Tytuł 

Ptaki szponiaste fascynowały ludzi od zarania dziejów. Z jednej strony uznawane były za zwierzęta szlachetne, odważne oraz waleczne, z drugiej strony kojarzono je z okrucieństwem i zaciekłością. Dla większości ludzi skrzydlate drapieżniki, szczególnie potężne orły czy szybkie sokoły są symbolem wolności i swobody. Z tego względu sokolnictwo budzi często wiele sprzecznych emocji. Widok konia z klapami na oczach nikogo nie dziwi, ponieważ obraz ten towarzyszy nam na co dzień i przywykliśmy do niego na przestrzeni lat. Sokół w kapturku siedzący na rękawicy sokolniczej to jednak w obecnych czasach dość niespotykane zjawisko. „W jakim celu oswajane są ptaki szponiaste?
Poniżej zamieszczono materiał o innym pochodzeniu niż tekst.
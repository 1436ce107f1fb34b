// SPDX-License-Identifier: AGPL-3.0-or-later
//
// Copyright (C) 2025 Daniel Negri
//
// This program is free software: you can redistribute it and/or modify
// it under the terms of the GNU Affero General Public License as published by
// the Free Software Foundation, either version 3 of the License, or
// (at your option) any later version.
//
// This program is distributed in the hope that it will be useful,
// but WITHOUT ANY WARRANTY; without even the implied warranty of
// MERCHANTABILITY or FITNESS FOR A PARTICULAR PURPOSE. See the
// GNU Affero General Public License for more details.
//
// You should have received a copy of the GNU Affero General Public License
// along with this program. If not, see <https://www.gnu.org/licenses/>.

//! Append-only transaction journal backing [`MemoryStorage`](crate::MemoryStorage).

use crate::base::{AccountId, TransactionId};
use crate::error::StorageError;
use crate::transaction::TransactionRecord;
use dashmap::DashMap;
use dashmap::mapref::entry::Entry;
use std::sync::Arc;

#[derive(Debug)]
pub(crate) struct Journal {
    /// Map of record IDs to records for O(1) duplicate detection.
    records: DashMap<TransactionId, Arc<TransactionRecord>>,

    /// Per-account records in append order.
    by_account: DashMap<AccountId, Vec<Arc<TransactionRecord>>>,
}

impl Journal {
    pub(crate) fn new() -> Self {
        Self {
            records: DashMap::new(),
            by_account: DashMap::new(),
        }
    }

    pub(crate) fn contains(&self, id: &TransactionId) -> bool {
        self.records.contains_key(id)
    }

    /// Appends a batch of records, all or nothing.
    ///
    /// # Errors
    ///
    /// Returns [`StorageError::DuplicateRecord`] if any record ID is already
    /// present, in which case none of the batch is kept.
    pub(crate) fn push_all(&self, batch: Vec<TransactionRecord>) -> Result<(), StorageError> {
        let mut inserted: Vec<Arc<TransactionRecord>> = Vec::with_capacity(batch.len());

        for record in batch {
            let record = Arc::new(record);
            // Atomic check-and-insert. The shard guard must be released before undoing.
            let vacant = match self.records.entry(record.id) {
                Entry::Occupied(_) => false,
                Entry::Vacant(entry) => {
                    entry.insert(Arc::clone(&record));
                    true
                }
            };
            if !vacant {
                for undo in &inserted {
                    self.records.remove(&undo.id);
                }
                return Err(StorageError::DuplicateRecord(record.id));
            }
            inserted.push(record);
        }

        for record in inserted {
            self.by_account
                .entry(record.account_id)
                .or_default()
                .push(record);
        }
        Ok(())
    }

    /// Records for `account`, most recent first.
    pub(crate) fn list(&self, account: &AccountId) -> Vec<TransactionRecord> {
        self.by_account
            .get(account)
            .map(|records| records.iter().rev().map(|r| (**r).clone()).collect())
            .unwrap_or_default()
    }

    pub(crate) fn len(&self) -> usize {
        self.records.len()
    }
}

impl Default for Journal {
    fn default() -> Self {
        Self::new()
    }
}
//! Encoding-agnostic cell state.
//!
//! `CellState` is the value the rest of the crate passes around: the set of
//! alive cells on an infinite grid, stored either as a flat set or as a
//! HashLife quadtree. Both encodings are immutable, cheap to clone, and
//! compare equal whenever they hold the same alive cells.

use std::borrow::Cow;
use std::collections::HashSet;

use rand::Rng;

use super::coordinate::{CellRect, Coordinate};
use super::hashlife::HashLifeCellState;
use super::naive::NaiveCellState;

#[derive(Clone, Debug)]
pub enum CellState {
    Naive(NaiveCellState),
    HashLife(HashLifeCellState),
}

impl CellState {
    /// The canonical empty state
    pub fn empty() -> Self {
        CellState::Naive(NaiveCellState::empty())
    }

    /// Fill `region` with alive cells at the given density (0.0 - 1.0)
    pub fn random(region: CellRect, density: f64, rng: &mut impl Rng) -> Self {
        let density = density.clamp(0.0, 1.0);
        let mut alive = HashSet::new();
        for y in region.min.y..=region.max.y {
            for x in region.min.x..=region.max.x {
                if rng.random_bool(density) {
                    alive.insert(Coordinate::new(x, y));
                }
            }
        }
        CellState::Naive(NaiveCellState::new(alive))
    }

    pub fn alive_cells(&self) -> Cow<'_, HashSet<Coordinate>> {
        match self {
            CellState::Naive(naive) => Cow::Borrowed(naive.alive_cells()),
            CellState::HashLife(hashlife) => Cow::Owned(hashlife.alive_cells()),
        }
    }

    /// Visit every alive cell without materializing a set
    pub fn for_each_alive(&self, mut visit: impl FnMut(Coordinate)) {
        match self {
            CellState::Naive(naive) => naive.alive_cells().iter().copied().for_each(visit),
            CellState::HashLife(hashlife) => hashlife.for_each_alive(&mut visit),
        }
    }

    pub fn contains(&self, cell: Coordinate) -> bool {
        match self {
            CellState::Naive(naive) => naive.contains(cell),
            CellState::HashLife(hashlife) => hashlife.contains(cell),
        }
    }

    pub fn population(&self) -> u64 {
        match self {
            CellState::Naive(naive) => naive.population(),
            CellState::HashLife(hashlife) => hashlife.population(),
        }
    }

    pub fn is_empty(&self) -> bool {
        self.population() == 0
    }

    pub fn with_cell(&self, cell: Coordinate, alive: bool) -> Self {
        match self {
            CellState::Naive(naive) => CellState::Naive(naive.with_cell(cell, alive)),
            CellState::HashLife(hashlife) => CellState::HashLife(hashlife.with_cell(cell, alive)),
        }
    }

    /// Translate every alive cell by `delta`.
    /// `None` if any of them would leave the `i32` plane, in either encoding.
    pub fn offset_by(&self, delta: Coordinate) -> Option<Self> {
        match self {
            CellState::Naive(naive) => naive.offset_by(delta).map(CellState::Naive),
            CellState::HashLife(hashlife) => hashlife.offset_by(delta).map(CellState::HashLife),
        }
    }

    /// Union of both states, kept in this state's encoding
    pub fn union(&self, other: &CellState) -> Self {
        match (self, other) {
            (CellState::Naive(a), CellState::Naive(b)) => CellState::Naive(a.union(b)),
            (CellState::HashLife(a), CellState::HashLife(b)) => CellState::HashLife(a.union(b)),
            (CellState::Naive(a), other) => CellState::Naive(a.union(&other.to_naive())),
            (CellState::HashLife(a), other) => {
                CellState::HashLife(a.union(&other.to_hash_life()))
            }
        }
    }

    pub fn bounding_box(&self) -> Option<CellRect> {
        match self {
            CellState::Naive(naive) => naive.bounding_box(),
            CellState::HashLife(hashlife) => hashlife.bounding_box(),
        }
    }

    pub fn to_naive(&self) -> NaiveCellState {
        match self {
            CellState::Naive(naive) => naive.clone(),
            CellState::HashLife(hashlife) => NaiveCellState::new(hashlife.alive_cells()),
        }
    }

    pub fn to_hash_life(&self) -> HashLifeCellState {
        match self {
            CellState::Naive(naive) => naive.alive_cells().iter().copied().collect(),
            CellState::HashLife(hashlife) => hashlife.clone(),
        }
    }

    /// Same shape, ignoring absolute position
    pub fn equals_modulo_offset(&self, other: &CellState) -> bool {
        match (self.bounding_box(), other.bounding_box()) {
            (None, None) => true,
            (Some(a), Some(b)) => {
                a.width() == b.width()
                    && a.height() == b.height()
                    && self.population() == other.population()
                    && self.shape_from(a.min) == other.shape_from(b.min)
            }
            _ => false,
        }
    }

    /// Alive cells relative to `anchor`, widened so any pair on the plane fits
    fn shape_from(&self, anchor: Coordinate) -> HashSet<(i64, i64)> {
        let mut shape = HashSet::with_capacity(self.population() as usize);
        self.for_each_alive(|c| {
            shape.insert((
                i64::from(c.x) - i64::from(anchor.x),
                i64::from(c.y) - i64::from(anchor.y),
            ));
        });
        shape
    }
}

impl Default for CellState {
    fn default() -> Self {
        Self::empty()
    }
}

impl PartialEq for CellState {
    fn eq(&self, other: &Self) -> bool {
        match (self, other) {
            (CellState::Naive(a), CellState::Naive(b)) => a == b,
            (CellState::HashLife(a), CellState::HashLife(b)) => a == b,
            _ => {
                self.population() == other.population()
                    && self.alive_cells() == other.alive_cells()
            }
        }
    }
}

impl Eq for CellState {}

impl FromIterator<Coordinate> for CellState {
    fn from_iter<T: IntoIterator<Item = Coordinate>>(iter: T) -> Self {
        CellState::Naive(iter.into_iter().collect())
    }
}

impl From<NaiveCellState> for CellState {
    fn from(state: NaiveCellState) -> Self {
        CellState::Naive(state)
    }
}

impl From<HashLifeCellState> for CellState {
    fn from(state: HashLifeCellState) -> Self {
        CellState::HashLife(state)
    }
}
Czy nie dzieje im się krzywda?” – to jedne z wielu pytań jakie miałam okazję usłyszeć. Odpowiedź wydaje się prosta. 
 
Jak łatwo sobie wyobrazić zdobywanie pokarmu kilka tysięcy lat temu było znacznie trudniejsze niż obecnie. Polowanie wymagało dużego doświadczenia i umiejętności. Czasami jednak udawało się zdobyć pożywienie w łatwiejszy sposób, np. gdy sokół upolował swoją ofiarę, a następnie siadał z nią na ziemi i zaczynał się posilać. Wystarczyło podejść i spłoszyć drapieżnika (który ze względu na niewielką masę nie był w stanie odlecieć z dodatkowym obciążeniem) i ukraść mu jego zdobycz. Zanim ptak szponiasty dobrał się do mięsa, najpierw musiał oskubać ofiarę z piór lub sierści. Człowiek zyskiwał więc spory kawałek dobrego mięsa, jeśli pojawiał się w odpowiednim momencie. Aby jednak trafić na taką okazję trzeba mieć bardzo dużo szczęścia.  Co więc zrobić, aby móc częściej korzystać z tego co upoluje sokół? Oswoić go i nauczyć, by polował dla nas. Nic prostszego, prawda? Otóż nie do końca.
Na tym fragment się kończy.